* [Brief] Gather each line of the entries below that includes "ConversationRepository".

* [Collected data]
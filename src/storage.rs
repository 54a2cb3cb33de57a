use std::fs;
use std::path::{Path, PathBuf};
use std::sync::{Mutex, MutexGuard, PoisonError};
use std::time::{SystemTime, UNIX_EPOCH};

use async_trait::async_trait;
use directories::ProjectDirs;
use log::debug;
use rusqlite::{Connection, params};

use crate::error::RepositoryError;
use crate::messaging::{
    ConversationRepository, ConversationSummary, Message, MessageId, Subscription,
};

const SCHEMA: &str = r#"
    PRAGMA journal_mode = WAL;
    CREATE TABLE IF NOT EXISTS conversations (
        id TEXT PRIMARY KEY,
        peer_name TEXT NOT NULL,
        updated_at INTEGER NOT NULL
    );
    CREATE TABLE IF NOT EXISTS messages (
        seq INTEGER PRIMARY KEY AUTOINCREMENT,
        id TEXT NOT NULL,
        conversation_id TEXT NOT NULL REFERENCES conversations(id),
        sender TEXT NOT NULL,
        body TEXT NOT NULL,
        is_own INTEGER NOT NULL
    );
    CREATE INDEX IF NOT EXISTS messages_by_conversation ON messages(conversation_id, seq);
"#;

pub fn default_db_path() -> Option<PathBuf> {
    let proj = ProjectDirs::from("com", "bandfam", "BandFam")?;
    Some(proj.data_dir().join("cache.sqlite"))
}

fn now_secs() -> i64 {
    SystemTime::now()
        .duration_since(UNIX_EPOCH)
        .map(|d| d.as_secs() as i64)
        .unwrap_or_default()
}

/// Local conversation cache. Serves the last fetched snapshot when the backend
/// is unreachable and keeps messages written while offline.
pub struct SqliteCache {
    conn: Mutex<Connection>,
}

impl SqliteCache {
    pub fn open(path: &Path) -> Result<Self, RepositoryError> {
        if let Some(parent) = path.parent() {
            fs::create_dir_all(parent)?;
        }
        Self::init(Connection::open(path)?)
    }

    pub fn open_default() -> Result<Self, RepositoryError> {
        let path = default_db_path().ok_or(RepositoryError::NoDataDir)?;
        Self::open(&path)
    }

    pub fn open_in_memory() -> Result<Self, RepositoryError> {
        Self::init(Connection::open_in_memory()?)
    }

    fn init(conn: Connection) -> Result<Self, RepositoryError> {
        conn.execute_batch(SCHEMA)?;
        Ok(Self {
            conn: Mutex::new(conn),
        })
    }

    fn lock(&self) -> MutexGuard<'_, Connection> {
        self.conn.lock().unwrap_or_else(PoisonError::into_inner)
    }

    /// Replaces the cached copy of each conversation with `snapshot`.
    pub fn upsert_conversations(
        &self,
        snapshot: &[ConversationSummary],
    ) -> Result<(), RepositoryError> {
        let now = now_secs();
        let mut conn = self.lock();
        let tx = conn.transaction()?;
        for conv in snapshot {
            tx.execute(
                r#"
                INSERT INTO conversations (id, peer_name, updated_at)
                VALUES (?1, ?2, ?3)
                ON CONFLICT(id) DO UPDATE SET
                    peer_name=excluded.peer_name,
                    updated_at=excluded.updated_at
                "#,
                params![conv.peer_id, conv.peer_name, now],
            )?;
            tx.execute(
                "DELETE FROM messages WHERE conversation_id = ?1",
                params![conv.peer_id],
            )?;
            for msg in &conv.messages {
                tx.execute(
                    "INSERT INTO messages (id, conversation_id, sender, body, is_own) VALUES (?1, ?2, ?3, ?4, ?5)",
                    params![msg.id().as_str(), conv.peer_id, msg.sender(), msg.text(), msg.is_own()],
                )?;
            }
        }
        tx.commit()?;
        debug!("cached {} conversations", snapshot.len());
        Ok(())
    }

    fn load(&self) -> Result<Vec<ConversationSummary>, RepositoryError> {
        let conn = self.lock();
        let mut convs = conn.prepare(
            "SELECT id, peer_name FROM conversations ORDER BY updated_at DESC, peer_name ASC",
        )?;
        let mut msgs = conn.prepare(
            "SELECT id, sender, body, is_own FROM messages WHERE conversation_id = ?1 ORDER BY seq",
        )?;
        let rows = convs.query_map([], |row| Ok((row.get::<_, String>(0)?, row.get::<_, String>(1)?)))?;
        let mut out = Vec::new();
        for row in rows {
            let (peer_id, peer_name) = row?;
            let messages = msgs
                .query_map(params![peer_id], |row| {
                    Ok(Message::new(
                        MessageId::new(row.get::<_, String>(0)?),
                        row.get::<_, String>(1)?,
                        row.get::<_, String>(2)?,
                        row.get::<_, bool>(3)?,
                    ))
                })?
                .collect::<Result<Vec<_>, _>>()?;
            out.push(ConversationSummary {
                peer_id,
                peer_name,
                messages,
            });
        }
        Ok(out)
    }

    /// Adds a message the backend already stored to the cached conversation.
    pub fn record_message(
        &self,
        conversation_id: &str,
        message: &Message,
    ) -> Result<(), RepositoryError> {
        self.insert(
            conversation_id,
            Some(message.id().clone()),
            message.sender(),
            message.text(),
            message.is_own(),
        )?;
        Ok(())
    }

    fn insert(
        &self,
        conversation_id: &str,
        id: Option<MessageId>,
        sender: &str,
        text: &str,
        is_own: bool,
    ) -> Result<Message, RepositoryError> {
        let mut conn = self.lock();
        let tx = conn.transaction()?;
        let touched = tx.execute(
            "UPDATE conversations SET updated_at = ?2 WHERE id = ?1",
            params![conversation_id, now_secs()],
        )?;
        if touched == 0 {
            return Err(RepositoryError::UnknownConversation(conversation_id.to_string()));
        }
        let next: i64 = tx.query_row("SELECT COALESCE(MAX(seq), 0) + 1 FROM messages", [], |row| {
            row.get(0)
        })?;
        let id = id.unwrap_or_else(|| MessageId::new(format!("cache-{next}")));
        tx.execute(
            "INSERT INTO messages (seq, id, conversation_id, sender, body, is_own) VALUES (?1, ?2, ?3, ?4, ?5, ?6)",
            params![next, id.as_str(), conversation_id, sender, text, is_own],
        )?;
        tx.commit()?;
        Ok(Message::new(id, sender, text, is_own))
    }
}

#[async_trait]
impl ConversationRepository for SqliteCache {
    async fn fetch_conversations(
        &self,
        _user_id: &str,
    ) -> Result<Vec<ConversationSummary>, RepositoryError> {
        self.load()
    }

    async fn send_message(
        &self,
        conversation_id: &str,
        sender_id: &str,
        text: &str,
    ) -> Result<Message, RepositoryError> {
        self.insert(conversation_id, None, sender_id, text, true)
    }

    /// The cache has no change feed.
    async fn subscribe(&self, conversation_id: &str) -> Result<Subscription, RepositoryError> {
        Ok(Subscription::closed(conversation_id))
    }
}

* [Reply to the exercise]
    ConversationRepository, ConversationSummary, Message, MessageId, Subscription,
impl ConversationRepository for SqliteCache {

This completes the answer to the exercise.